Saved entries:
:::::
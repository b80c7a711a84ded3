//! Local filesystem adapter using std::fs.

use std::fs::OpenOptions;
use std::io::{self, Write};
use std::path::Path;

use strata_core::{
    application::ports::{Filesystem, WriteOutcome, filesystem_error},
    error::{StrataError, StrataResult},
};
use tracing::trace;

/// Production filesystem implementation using `std::fs`.
#[derive(Debug, Clone, Copy)]
pub struct LocalFilesystem;

impl LocalFilesystem {
    /// Create a new local filesystem adapter.
    pub fn new() -> Self {
        Self
    }
}

impl Default for LocalFilesystem {
    fn default() -> Self {
        Self::new()
    }
}

impl Filesystem for LocalFilesystem {
    fn create_dir_all(&self, path: &Path) -> StrataResult<()> {
        std::fs::create_dir_all(path).map_err(|e| map_io_error(path, e, "create directory"))
    }

    fn write_file(&self, path: &Path, content: &str) -> StrataResult<()> {
        trace!(path = %path.display(), bytes = content.len(), "write");
        std::fs::write(path, content).map_err(|e| map_io_error(path, e, "write file"))
    }

    /// Exclusive create, so two runs racing on the same file never both write it.
    fn write_new(&self, path: &Path, content: &str) -> StrataResult<WriteOutcome> {
        let mut file = match OpenOptions::new().write(true).create_new(true).open(path) {
            Ok(file) => file,
            Err(e) if e.kind() == io::ErrorKind::AlreadyExists => {
                trace!(path = %path.display(), "exists, skipped");
                return Ok(WriteOutcome::Skipped);
            }
            Err(e) => return Err(map_io_error(path, e, "create file")),
        };

        file.write_all(content.as_bytes())
            .map_err(|e| map_io_error(path, e, "write file"))?;
        Ok(WriteOutcome::Written)
    }

    fn exists(&self, path: &Path) -> bool {
        path.exists()
    }

    fn is_dir(&self, path: &Path) -> bool {
        path.is_dir()
    }
}

fn map_io_error(path: &Path, e: io::Error, operation: &str) -> StrataError {
    filesystem_error(path, operation, e).into()
}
:::::
▶ [About this task] Scan the lines above for "Self::new()" and for "Err(e) if e.kind()". Repeat exactly the line holding each of them and every line in between.

▶ [Task answer]
        Self::new()
    }
}

impl Filesystem for LocalFilesystem {
    fn create_dir_all(&self, path: &Path) -> StrataResult<()> {
        std::fs::create_dir_all(path).map_err(|e| map_io_error(path, e, "create directory"))
    }

    fn write_file(&self, path: &Path, content: &str) -> StrataResult<()> {
        trace!(path = %path.display(), bytes = content.len(), "write");
        std::fs::write(path, content).map_err(|e| map_io_error(path, e, "write file"))
    }

    /// Exclusive create, so two runs racing on the same file never both write it.
    fn write_new(&self, path: &Path, content: &str) -> StrataResult<WriteOutcome> {
        let mut file = match OpenOptions::new().write(true).create_new(true).open(path) {
            Ok(file) => file,
            Err(e) if e.kind() == io::ErrorKind::AlreadyExists => {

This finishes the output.